## What you are asked to do
Lines of the material that include the string "guardrails" should be returned.

## Exercise materials

★ ★ ★

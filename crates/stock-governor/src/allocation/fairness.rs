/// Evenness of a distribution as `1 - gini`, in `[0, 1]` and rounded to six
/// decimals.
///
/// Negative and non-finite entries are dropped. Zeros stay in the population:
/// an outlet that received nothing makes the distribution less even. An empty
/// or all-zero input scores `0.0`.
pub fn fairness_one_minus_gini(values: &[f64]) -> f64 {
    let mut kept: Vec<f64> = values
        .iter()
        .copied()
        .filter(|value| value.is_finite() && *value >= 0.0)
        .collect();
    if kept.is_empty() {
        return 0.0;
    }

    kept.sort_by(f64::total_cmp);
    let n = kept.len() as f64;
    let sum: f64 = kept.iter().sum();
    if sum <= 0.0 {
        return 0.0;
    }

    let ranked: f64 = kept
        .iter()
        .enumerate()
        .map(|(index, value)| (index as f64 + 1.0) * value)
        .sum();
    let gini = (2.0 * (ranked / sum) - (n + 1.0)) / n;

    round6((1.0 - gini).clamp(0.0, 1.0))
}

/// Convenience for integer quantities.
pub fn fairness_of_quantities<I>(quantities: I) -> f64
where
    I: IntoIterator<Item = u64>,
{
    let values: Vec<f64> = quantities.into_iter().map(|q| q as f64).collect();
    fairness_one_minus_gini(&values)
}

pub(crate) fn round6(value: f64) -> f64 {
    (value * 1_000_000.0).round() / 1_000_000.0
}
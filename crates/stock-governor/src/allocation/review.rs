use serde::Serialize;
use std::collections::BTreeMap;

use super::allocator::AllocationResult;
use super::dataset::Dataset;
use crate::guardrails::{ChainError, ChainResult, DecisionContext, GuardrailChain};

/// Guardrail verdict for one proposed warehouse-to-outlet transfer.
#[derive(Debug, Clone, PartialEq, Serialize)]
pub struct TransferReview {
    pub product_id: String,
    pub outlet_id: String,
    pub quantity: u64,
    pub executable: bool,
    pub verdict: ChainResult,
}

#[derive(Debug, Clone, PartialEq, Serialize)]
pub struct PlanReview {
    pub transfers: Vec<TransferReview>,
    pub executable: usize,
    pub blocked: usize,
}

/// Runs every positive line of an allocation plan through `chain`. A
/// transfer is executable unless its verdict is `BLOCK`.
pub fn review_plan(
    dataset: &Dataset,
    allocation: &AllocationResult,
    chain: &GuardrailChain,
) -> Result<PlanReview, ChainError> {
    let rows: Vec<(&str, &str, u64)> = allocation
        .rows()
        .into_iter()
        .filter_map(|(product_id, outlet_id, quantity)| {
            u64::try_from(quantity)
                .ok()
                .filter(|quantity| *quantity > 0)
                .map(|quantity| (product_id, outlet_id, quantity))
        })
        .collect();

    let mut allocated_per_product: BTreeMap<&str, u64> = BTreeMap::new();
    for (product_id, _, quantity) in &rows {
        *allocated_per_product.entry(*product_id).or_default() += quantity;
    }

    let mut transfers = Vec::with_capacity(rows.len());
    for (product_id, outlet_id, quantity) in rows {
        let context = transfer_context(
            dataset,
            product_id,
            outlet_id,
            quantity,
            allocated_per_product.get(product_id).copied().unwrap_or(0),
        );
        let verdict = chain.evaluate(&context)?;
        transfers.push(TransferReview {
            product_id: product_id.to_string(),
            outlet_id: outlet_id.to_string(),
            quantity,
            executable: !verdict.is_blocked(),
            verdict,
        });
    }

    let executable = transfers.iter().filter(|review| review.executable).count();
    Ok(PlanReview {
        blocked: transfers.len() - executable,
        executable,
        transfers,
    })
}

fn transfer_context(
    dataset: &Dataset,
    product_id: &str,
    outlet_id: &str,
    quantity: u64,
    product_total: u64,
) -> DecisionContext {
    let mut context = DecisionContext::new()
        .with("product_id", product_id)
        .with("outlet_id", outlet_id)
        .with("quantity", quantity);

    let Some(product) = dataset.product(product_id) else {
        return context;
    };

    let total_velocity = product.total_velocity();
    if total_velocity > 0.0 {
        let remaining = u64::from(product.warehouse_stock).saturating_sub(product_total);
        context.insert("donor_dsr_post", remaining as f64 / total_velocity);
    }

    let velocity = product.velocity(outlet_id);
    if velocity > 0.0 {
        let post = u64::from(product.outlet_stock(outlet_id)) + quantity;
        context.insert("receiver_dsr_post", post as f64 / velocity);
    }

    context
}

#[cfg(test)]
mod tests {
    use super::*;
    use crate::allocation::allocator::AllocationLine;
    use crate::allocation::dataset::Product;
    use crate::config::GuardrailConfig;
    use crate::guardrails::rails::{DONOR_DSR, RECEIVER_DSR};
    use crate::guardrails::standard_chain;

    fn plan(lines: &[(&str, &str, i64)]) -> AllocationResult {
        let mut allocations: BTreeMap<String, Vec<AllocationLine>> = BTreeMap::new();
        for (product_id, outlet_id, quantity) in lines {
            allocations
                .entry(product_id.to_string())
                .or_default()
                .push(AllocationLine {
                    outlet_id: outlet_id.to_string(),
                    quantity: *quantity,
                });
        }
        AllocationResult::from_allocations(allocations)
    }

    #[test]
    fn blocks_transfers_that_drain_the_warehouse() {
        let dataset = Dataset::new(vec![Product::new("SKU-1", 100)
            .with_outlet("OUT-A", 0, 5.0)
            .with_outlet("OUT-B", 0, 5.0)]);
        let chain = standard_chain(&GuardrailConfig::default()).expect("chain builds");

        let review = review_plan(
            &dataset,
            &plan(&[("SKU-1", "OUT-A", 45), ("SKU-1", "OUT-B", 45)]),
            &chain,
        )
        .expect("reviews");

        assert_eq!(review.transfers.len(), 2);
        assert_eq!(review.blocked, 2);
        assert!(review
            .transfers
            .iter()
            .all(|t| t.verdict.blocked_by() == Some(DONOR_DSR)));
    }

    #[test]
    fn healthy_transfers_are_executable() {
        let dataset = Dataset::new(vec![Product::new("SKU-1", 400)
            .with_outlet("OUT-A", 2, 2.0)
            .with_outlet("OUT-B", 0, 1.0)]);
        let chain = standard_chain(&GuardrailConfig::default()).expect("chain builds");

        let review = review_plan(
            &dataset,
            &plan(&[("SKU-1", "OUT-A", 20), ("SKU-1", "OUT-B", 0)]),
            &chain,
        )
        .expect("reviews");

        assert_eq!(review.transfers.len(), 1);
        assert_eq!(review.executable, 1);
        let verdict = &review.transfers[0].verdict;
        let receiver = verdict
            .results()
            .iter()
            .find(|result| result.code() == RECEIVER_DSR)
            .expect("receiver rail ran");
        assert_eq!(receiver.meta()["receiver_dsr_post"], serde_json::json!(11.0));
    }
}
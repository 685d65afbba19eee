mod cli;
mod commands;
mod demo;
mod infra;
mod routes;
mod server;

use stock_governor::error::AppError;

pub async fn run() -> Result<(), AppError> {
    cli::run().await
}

★ ★ ★

## Output
use crate::guardrails::{ChainError, ChainResult, DecisionContext, GuardrailChain};
    use crate::guardrails::rails::{DONOR_DSR, RECEIVER_DSR};
    use crate::guardrails::standard_chain;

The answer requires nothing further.